As part of an ongoing project about demographic changes in Central Illinois, the organization ViveloHoy, in conjunction with Citizen Access, has been examining the relationship between black communities in Urbana-Champaign. Using a Freedom of Information Act request to gather statistics on 5 years of arrest data for people in that community, the organization unearthed some dispiriting data concerning disparities in arrest rates. In 2010, black people were 16 percent of the Urbana-Champaign population but represented at least 40 percent of arrest charges.
There were some fields of criminal arrest activity in which blacks were represented at even higher proportions–namely “jaywalking,” defined as walking across a street outside of a marked cross-walk and not at a corner, and/or against a signal light. In Champaign, from 2007 to 2011, 88 percent of all arrests for jaywalking were for black people. During the same time period, arrests for the same crime were even higher in Urbana. Arrests were concentrated among people under the age of 30.
To research the disparity in arrest rates between blacks and whites, a block representing a lopsided number of arrests was chosen for a visit. The block in Champaign had 82 jaywalking arrests of black people from 2007 to 2011, the highest total in the city, and more than the total number of white people arrested (72) in the entire city combined.
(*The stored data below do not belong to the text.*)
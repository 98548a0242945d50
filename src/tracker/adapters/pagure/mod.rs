//! Pagure outbound adapter.
//!
//! Builds `{base}/{namespace}/{project}/issue/{id}` requests and maps
//! Pagure's error codes onto lookup errors.

mod dto;

use std::time::Duration;

use async_trait::async_trait;
use reqwest::{Client, StatusCode, header::ACCEPT};
use tracing::{debug, warn};
use url::Url;

use self::dto::{ErrorDto, IssueDto};
use crate::http::{self, EndpointError, HttpSetupError};
use crate::lookup::{LookupError, LookupResult, NotFoundKind, Upstream, UpstreamFailure};
use crate::tracker::{
    domain::{Issue, IssueQuery},
    ports::IssueTracker,
};

const PROJECT_NOT_FOUND: &str = "ENOPROJECT";
const ISSUE_NOT_FOUND: &str = "ENOISSUE";

/// Pagure issue-tracker client.
#[derive(Debug, Clone)]
pub struct PagureClient {
    client: Client,
    base: Url,
}

impl PagureClient {
    /// Builds a client for the Pagure API rooted at `base_url`
    /// (for example `https://pagure.io/api/0/`).
    ///
    /// # Errors
    ///
    /// Returns [`HttpSetupError`] when the URL is unusable or the HTTP client
    /// cannot be built.
    pub fn new(base_url: &str, timeout: Duration) -> Result<Self, HttpSetupError> {
        Ok(Self {
            client: http::build_client(timeout)?,
            base: http::parse_base_url(base_url)?,
        })
    }

    /// Returns the request URL for `query`.
    ///
    /// # Errors
    ///
    /// Returns `NotFound` when the project, namespace or issue id is a `.` or
    /// `..` segment, and `UpstreamUnavailable` when the base URL cannot take a
    /// path.
    pub fn issue_url(&self, query: &IssueQuery) -> LookupResult<Url> {
        let segments = [
            query.namespace().unwrap_or_default(),
            query.project(),
            "issue",
            query.issue_id(),
        ];
        http::endpoint(&self.base, &segments, false).map_err(|error| match &error {
            EndpointError::DotSegment(segment) if segment.as_str() == query.issue_id() => {
                LookupError::not_found(
                    NotFoundKind::Issue {
                        project: query.project().to_owned(),
                    },
                    query.issue_id(),
                )
            }
            EndpointError::DotSegment(_) => {
                LookupError::not_found(NotFoundKind::Project, query.project())
            }
            EndpointError::NotABase(_) => {
                tracker_failure(UpstreamFailure::Transport(error.to_string()))
            }
        })
    }
}

#[async_trait]
impl IssueTracker for PagureClient {
    async fn get_issue(&self, query: &IssueQuery) -> LookupResult<Issue> {
        let url = self.issue_url(query)?;
        debug!(%url, "querying Pagure");
        let response = self
            .client
            .get(url)
            .header(ACCEPT, "application/json")
            .send()
            .await
            .map_err(transport_failure)?;

        let status = response.status();
        if status == StatusCode::NOT_FOUND {
            let body = response.bytes().await.map_err(transport_failure)?;
            return Err(map_not_found(query, &body));
        }
        if status != StatusCode::OK {
            warn!(status = status.as_u16(), %query, "Pagure answered with an error status");
            return Err(tracker_failure(UpstreamFailure::Status {
                status: status.as_u16(),
                reason: http::reason_phrase(status),
            }));
        }

        let issue: IssueDto = response.json().await.map_err(|error| {
            tracker_failure(UpstreamFailure::Transport(format!(
                "invalid issue payload: {error}"
            )))
        })?;
        Ok(Issue::new(query.clone(), issue.title, issue.full_url))
    }
}

fn map_not_found(query: &IssueQuery, body: &[u8]) -> LookupError {
    let error = serde_json::from_slice::<ErrorDto>(body).unwrap_or_default();
    match error.error_code.as_deref() {
        Some(PROJECT_NOT_FOUND) => LookupError::not_found(NotFoundKind::Project, query.project()),
        Some(ISSUE_NOT_FOUND) => LookupError::not_found(
            NotFoundKind::Issue {
                project: query.project().to_owned(),
            },
            query.issue_id(),
        ),
        Some(code) => tracker_failure(UpstreamFailure::ErrorCode {
            code: code.to_owned(),
            message: error.error.unwrap_or_default(),
        }),
        None => tracker_failure(UpstreamFailure::Status {
            status: StatusCode::NOT_FOUND.as_u16(),
            reason: http::reason_phrase(StatusCode::NOT_FOUND),
        }),
    }
}

fn transport_failure(error: reqwest::Error) -> LookupError {
    warn!(%error, "Pagure request failed");
    tracker_failure(UpstreamFailure::Transport(error.to_string()))
}

const fn tracker_failure(failure: UpstreamFailure) -> LookupError {
    LookupError::upstream(Upstream::IssueTracker, failure)
}
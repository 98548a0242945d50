//! FASJSON adapter tests against a mock HTTP server.

use std::time::Duration;

use fedora_bot::accounts::{
    adapters::FasjsonClient,
    ports::{DirectoryError, DirectoryService, SearchFilter},
};
use rstest::rstest;
use serde_json::json;
use wiremock::matchers::{method, path, query_param};
use wiremock::{Mock, MockServer, ResponseTemplate};

fn client_for(server: &MockServer) -> FasjsonClient {
    FasjsonClient::connect(&server.uri(), Duration::from_secs(5)).expect("mock URL is valid")
}

#[rstest]
#[tokio::test]
async fn get_user_decodes_the_result_envelope() {
    let server = MockServer::start().await;
    Mock::given(method("GET"))
        .and(path("/v1/users/alice/"))
        .respond_with(ResponseTemplate::new(200).set_body_json(json!({
            "result": {
                "username": "alice",
                "human_name": "Alice Example",
                "pronouns": ["she/her"],
                "timezone": "Europe/Prague",
                "locale": "cs_CZ",
                "creation": "2019-03-14T09:26:53",
                "gpgkeyids": null,
                "ircnicks": ["matrix://matrix.org/alice"]
            }
        })))
        .expect(1)
        .mount(&server)
        .await;

    let user = client_for(&server)
        .get_user("alice")
        .await
        .expect("user should decode");

    assert_eq!(user.username(), "alice");
    assert_eq!(user.human_name(), Some("Alice Example"));
    assert_eq!(user.timezone(), Some("Europe/Prague"));
    assert!(user.gpg_key_ids().is_empty());
    assert!(user.creation().is_some());
}

#[rstest]
#[tokio::test]
async fn missing_user_maps_to_not_found() {
    let server = MockServer::start().await;
    Mock::given(method("GET"))
        .and(path("/v1/users/ghost/"))
        .respond_with(ResponseTemplate::new(404).set_body_json(json!({
            "message": "User ghost not found"
        })))
        .mount(&server)
        .await;

    let error = client_for(&server)
        .get_user("ghost")
        .await
        .expect_err("user does not exist");

    assert_eq!(error, DirectoryError::NotFound);
}

#[rstest]
#[tokio::test]
async fn search_sends_exact_match_filter() {
    let server = MockServer::start().await;
    Mock::given(method("GET"))
        .and(path("/v1/search/users/"))
        .and(query_param("ircnick__exact", "matrix://libera.chat/rob"))
        .respond_with(ResponseTemplate::new(200).set_body_json(json!({
            "result": [
                {"username": "bobby"},
                {"username": "robert"}
            ]
        })))
        .expect(1)
        .mount(&server)
        .await;

    let users = client_for(&server)
        .search(&SearchFilter::ircnick("matrix://libera.chat/rob"))
        .await
        .expect("search should succeed");

    let names: Vec<&str> = users.iter().map(|user| user.username()).collect();
    assert_eq!(names, ["bobby", "robert"]);
}

#[rstest]
#[case("members")]
#[case("sponsors")]
#[tokio::test]
async fn group_rosters_use_their_endpoint(#[case] roster: &str) {
    let server = MockServer::start().await;
    Mock::given(method("GET"))
        .and(path(format!("/v1/groups/designteam/{roster}/")))
        .respond_with(ResponseTemplate::new(200).set_body_json(json!({
            "result": [{"username": "alice"}]
        })))
        .expect(1)
        .mount(&server)
        .await;
    let client = client_for(&server);

    let users = if roster == "members" {
        client.list_group_members("designteam").await
    } else {
        client.list_group_sponsors("designteam").await
    }
    .expect("roster should decode");

    assert_eq!(users.len(), 1);
}

#[rstest]
#[case(401)]
#[case(403)]
#[tokio::test]
async fn rejected_credentials_map_to_setup_failure(#[case] status: u16) {
    let server = MockServer::start().await;
    Mock::given(method("GET"))
        .respond_with(ResponseTemplate::new(status))
        .mount(&server)
        .await;

    let error = client_for(&server)
        .get_user("alice")
        .await
        .expect_err("credentials are rejected");

    assert!(matches!(error, DirectoryError::Setup(_)), "got {error:?}");
}

#[rstest]
#[tokio::test]
async fn server_error_carries_status_and_message() {
    let server = MockServer::start().await;
    Mock::given(method("GET"))
        .respond_with(ResponseTemplate::new(500).set_body_json(json!({
            "message": "LDAP server unavailable"
        })))
        .mount(&server)
        .await;

    let error = client_for(&server)
        .list_group_members("designteam")
        .await
        .expect_err("server fails");

    assert_eq!(
        error,
        DirectoryError::Api {
            status: 500,
            message: "LDAP server unavailable".to_owned(),
        }
    );
}

#[rstest]
fn unusable_base_url_fails_setup() {
    let result = FasjsonClient::connect("not a url", Duration::from_secs(5));

    assert!(matches!(result, Err(DirectoryError::Setup(_))));
}

#[rstest]
#[case(".")]
#[case("..")]
#[tokio::test]
async fn dot_segment_names_are_not_found_without_a_request(#[case] name: &str) {
    let server = MockServer::start().await;
    Mock::given(method("GET"))
        .respond_with(ResponseTemplate::new(200).set_body_json(json!({ "result": [] })))
        .expect(0)
        .mount(&server)
        .await;
    let client = client_for(&server);

    let user = client.get_user(name).await;
    let members = client.list_group_members(name).await;

    assert!(matches!(user, Err(DirectoryError::NotFound)));
    assert!(matches!(members, Err(DirectoryError::NotFound)));
}
//! Command router: parse, dispatch, look up, format, reply.

use std::sync::Arc;

use mockable::Clock;
use tracing::{debug, info, instrument};

use crate::accounts::{
    domain::{DirectoryUser, GroupRole, LookupRequest},
    ports::DirectoryService,
    services::{GroupQuery, IdentityResolver},
};
use crate::command::{
    domain::{
        BoundArguments, ChatMessage, CommandAction, CommandDefinition, CommandError,
        CommandInvocation,
    },
    registry::CommandRegistry,
    reply::{self, ReplyFormatter},
};
use crate::lookup::LookupResult;
use crate::packages::ports::PackageRegistry;
use crate::tracker::{domain::IssueQuery, ports::IssueTracker};

/// Collaborators and settings needed to build a [`CommandRouter`].
pub struct RouterParts<D, T, P, C> {
    /// Directory client, or `None` when it failed to start.
    pub directory: Option<Arc<D>>,
    /// Issue tracker client.
    pub tracker: Arc<T>,
    /// Package registry client.
    pub packages: Arc<P>,
    /// Clock used for local-time replies.
    pub clock: Arc<C>,
    /// Base URL for profile links, ending in `/`.
    pub accounts_baseurl: String,
    /// Home server whose localparts are directory usernames.
    pub home_server: String,
}

/// Turns chat messages into at most one reply each.
///
/// Lookup failures are rendered as replies here and never propagate further;
/// messages that are not commands for this bot yield no reply.
pub struct CommandRouter<D, T, P, C>
where
    D: DirectoryService,
    T: IssueTracker,
    P: PackageRegistry,
    C: Clock + Send + Sync,
{
    registry: CommandRegistry,
    resolver: IdentityResolver<D>,
    groups: GroupQuery<D>,
    tracker: Arc<T>,
    packages: Arc<P>,
    clock: Arc<C>,
    formatter: ReplyFormatter,
}

impl<D, T, P, C> CommandRouter<D, T, P, C>
where
    D: DirectoryService,
    T: IssueTracker,
    P: PackageRegistry,
    C: Clock + Send + Sync,
{
    /// Creates a router over the built-in command set.
    #[must_use]
    pub fn new(parts: RouterParts<D, T, P, C>) -> Self {
        let RouterParts {
            directory,
            tracker,
            packages,
            clock,
            accounts_baseurl,
            home_server,
        } = parts;
        Self {
            registry: CommandRegistry::builtin(),
            resolver: IdentityResolver::new(directory.clone(), home_server),
            groups: GroupQuery::new(directory),
            tracker,
            packages,
            clock,
            formatter: ReplyFormatter::new(accounts_baseurl),
        }
    }

    /// Returns the registered commands.
    #[must_use]
    pub const fn registry(&self) -> &CommandRegistry {
        &self.registry
    }

    /// Handles one chat message.
    ///
    /// Returns `None` when the message is not addressed to a registered
    /// command, otherwise the reply text (a result or a diagnostic).
    #[instrument(skip_all, fields(sender = %message.sender()))]
    pub async fn handle_message(&self, message: &ChatMessage) -> Option<String> {
        let (definition, arguments) = match self.prepare(message.body()) {
            Ok(prepared) => prepared,
            Err(error) if error.is_user_facing() => return Some(error.to_string()),
            Err(error) => {
                debug!(%error, "message ignored");
                return None;
            }
        };

        let reply = self
            .dispatch(definition, &arguments, message)
            .await
            .unwrap_or_else(|error| {
                info!(command = %definition.name, %error, "command failed");
                error.user_message()
            });
        Some(reply)
    }

    fn prepare(&self, body: &str) -> Result<(&CommandDefinition, BoundArguments), CommandError> {
        let invocation = CommandInvocation::parse(body)?;
        let definition = self
            .registry
            .find(invocation.name())
            .ok_or_else(|| CommandError::UnknownCommand(invocation.name().to_owned()))?;
        let arguments = definition.bind(invocation.arguments_text())?;
        Ok((definition, arguments))
    }

    async fn dispatch(
        &self,
        definition: &CommandDefinition,
        arguments: &BoundArguments,
        message: &ChatMessage,
    ) -> LookupResult<String> {
        debug!(command = %definition.name, "dispatching");
        match &definition.action {
            CommandAction::Help => Ok(self.help(arguments.get("commandname"))),
            CommandAction::Version => Ok(reply::version()),
            CommandAction::Members => self.roster(arguments, GroupRole::Members).await,
            CommandAction::Sponsors => self.roster(arguments, GroupRole::Sponsors).await,
            CommandAction::Hello => Ok(reply::hello(&self.resolve(arguments, message).await?)),
            CommandAction::User => Ok(reply::user_details(
                &self.resolve(arguments, message).await?,
            )),
            CommandAction::LocalTime => {
                let user = self.resolve(arguments, message).await?;
                Ok(reply::local_time(&user, self.clock.utc()))
            }
            CommandAction::WhoOwns => {
                let access = self
                    .packages
                    .package_access(arguments.get_or_empty("package"))
                    .await?;
                Ok(reply::package_access(&access))
            }
            CommandAction::Issue => {
                self.issue(IssueQuery::new(
                    arguments.get_or_empty("project"),
                    arguments.get_or_empty("issue_id"),
                ))
                .await
            }
            CommandAction::ProjectIssue { project } => {
                self.issue(IssueQuery::new(
                    project.as_str(),
                    arguments.get_or_empty("issue_id"),
                ))
                .await
            }
        }
    }

    fn help(&self, topic: Option<&str>) -> String {
        match topic {
            None => reply::command_listing(&self.registry),
            Some(name) => self
                .registry
                .find(name)
                .map_or_else(|| reply::unknown_help_topic(name), reply::command_help),
        }
    }

    async fn roster(&self, arguments: &BoundArguments, role: GroupRole) -> LookupResult<String> {
        let group = arguments.get_or_empty("groupname");
        let users = self.groups.roster(group, role).await?;
        Ok(self.formatter.roster(group, role, &users))
    }

    async fn resolve(
        &self,
        arguments: &BoundArguments,
        message: &ChatMessage,
    ) -> LookupResult<DirectoryUser> {
        let mut request = LookupRequest::new(arguments.get_or_empty("username"), message.sender());
        if let Some(body) = message.formatted_body() {
            request = request.with_formatted_body(body);
        }
        self.resolver.resolve(&request).await
    }

    async fn issue(&self, query: IssueQuery) -> LookupResult<String> {
        let issue = self.tracker.get_issue(&query).await?;
        Ok(reply::issue_summary(&issue))
    }
}
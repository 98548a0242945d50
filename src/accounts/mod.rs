//! Fedora Accounts lookups: identity resolution and group rosters.
//!
//! Raw chat input (a username, a `@localpart:domain` identity, or a rich-text
//! mention) is resolved to exactly one directory user or a single
//! [`LookupError`](crate::lookup::LookupError). The module follows the same
//! hexagonal split as the rest of the crate:
//!
//! - Domain types in [`domain`]
//! - The directory port in [`ports`]
//! - FASJSON and in-memory adapters in [`adapters`]
//! - Resolver and group services in [`services`]

pub mod adapters;
pub mod domain;
pub mod ports;
pub mod services;
//! Reqwest-backed FASJSON client.
//!
//! Owns transport details only: URL construction, status mapping and JSON
//! decoding. Authentication is whatever the HTTP stack provides.

use std::time::Duration;

use async_trait::async_trait;
use reqwest::{Client, StatusCode, header::ACCEPT};
use serde::de::DeserializeOwned;
use tracing::debug;
use url::Url;

use super::dto::{ErrorDto, GroupMemberDto, ResultEnvelope, UserDto};
use crate::accounts::{
    domain::DirectoryUser,
    ports::{DirectoryError, DirectoryResult, DirectoryService, SearchFilter},
};
use crate::http::{self, EndpointError};

/// FASJSON directory client.
#[derive(Debug, Clone)]
pub struct FasjsonClient {
    client: Client,
    base: Url,
}

impl FasjsonClient {
    /// Builds a client for the FASJSON instance at `base_url`.
    ///
    /// # Errors
    ///
    /// Returns [`DirectoryError::Setup`] when the URL is unusable or the HTTP
    /// client cannot be constructed.
    pub fn connect(base_url: &str, timeout: Duration) -> DirectoryResult<Self> {
        let base = http::parse_base_url(base_url)
            .map_err(|error| DirectoryError::Setup(error.to_string()))?;
        let client =
            http::build_client(timeout).map_err(|error| DirectoryError::Setup(error.to_string()))?;
        Ok(Self { client, base })
    }

    fn endpoint(&self, segments: &[&str]) -> DirectoryResult<Url> {
        http::endpoint(&self.base, segments, true).map_err(|error| match error {
            EndpointError::DotSegment(_) => DirectoryError::NotFound,
            EndpointError::NotABase(_) => DirectoryError::Setup(error.to_string()),
        })
    }

    async fn fetch<T: DeserializeOwned + Send>(&self, url: Url) -> DirectoryResult<T> {
        debug!(%url, "querying FASJSON");
        let response = self
            .client
            .get(url)
            .header(ACCEPT, "application/json")
            .send()
            .await
            .map_err(map_transport_error)?;

        let status = response.status();
        if !status.is_success() {
            let body = response.bytes().await.map_err(map_transport_error)?;
            return Err(map_status_error(status, &body));
        }

        let envelope: ResultEnvelope<T> = response.json().await.map_err(|error| {
            DirectoryError::Transport(format!("invalid FASJSON payload: {error}"))
        })?;
        Ok(envelope.result)
    }
}

#[async_trait]
impl DirectoryService for FasjsonClient {
    async fn get_user(&self, username: &str) -> DirectoryResult<DirectoryUser> {
        let url = self.endpoint(&["v1", "users", username])?;
        let user: UserDto = self.fetch(url).await?;
        Ok(user.into_domain())
    }

    async fn search(&self, filter: &SearchFilter) -> DirectoryResult<Vec<DirectoryUser>> {
        let mut url = self.endpoint(&["v1", "search", "users"])?;
        url.query_pairs_mut()
            .append_pair(&filter.query_key(), filter.value());
        let users: Vec<UserDto> = self.fetch(url).await?;
        Ok(users.into_iter().map(UserDto::into_domain).collect())
    }

    async fn list_group_members(&self, group: &str) -> DirectoryResult<Vec<DirectoryUser>> {
        self.list_group(group, "members").await
    }

    async fn list_group_sponsors(&self, group: &str) -> DirectoryResult<Vec<DirectoryUser>> {
        self.list_group(group, "sponsors").await
    }
}

impl FasjsonClient {
    async fn list_group(&self, group: &str, roster: &str) -> DirectoryResult<Vec<DirectoryUser>> {
        let url = self.endpoint(&["v1", "groups", group, roster])?;
        let members: Vec<GroupMemberDto> = self.fetch(url).await?;
        Ok(members
            .into_iter()
            .map(GroupMemberDto::into_domain)
            .collect())
    }
}

fn map_transport_error(error: reqwest::Error) -> DirectoryError {
    if error.is_connect() || error.is_builder() {
        DirectoryError::Setup(error.to_string())
    } else {
        DirectoryError::Transport(error.to_string())
    }
}

fn map_status_error(status: StatusCode, body: &[u8]) -> DirectoryError {
    match status {
        StatusCode::NOT_FOUND => DirectoryError::NotFound,
        StatusCode::UNAUTHORIZED | StatusCode::FORBIDDEN => DirectoryError::Setup(format!(
            "credentials rejected ({} {})",
            status.as_u16(),
            http::reason_phrase(status)
        )),
        _ => {
            let detail = serde_json::from_slice::<ErrorDto>(body)
                .unwrap_or_default()
                .message
                .unwrap_or_else(|| http::reason_phrase(status));
            DirectoryError::Api {
                status: status.as_u16(),
                message: detail,
            }
        }
    }
}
Just like many of the other streets in the neighborhood, the block had no sidewalk for people to walk on. In other words, black people were being arrested for jaywalking in a location where no sidewalk existed for them to walk on.
ViveloHoy contacted the Champaign Police Chief Anthony Cobb by phone and by email to hear his thoughts about what the project has thus far uncovered, in particular, and the relationship between the police and the black community in his jurisdiction, in general. The Chief was willing to speak with the researchers, and he did so. A follow-up email has yet to be returned where the organization asked additional questions.
Creating a cost-efficient and easy to access system of transportation in rural areas presents specific difficulties. Rural areas have few–if any–sidewalks and thus people often have to walk in the road if they do not have access to a car. Low population density in rural areas make car ownership more necessary and likely while making the provision of a public transportation system more expensive. Certain rural groups (i.e., the young, old or poor) always require public transportation.
Urbana-Champaign is a local with high numbers of young people there to attend college and poor people in the surrounding area. The police could be more responsive and understanding to the needs of the community they serve by not arresting so many people for the crime of walking where there is no place else to walk.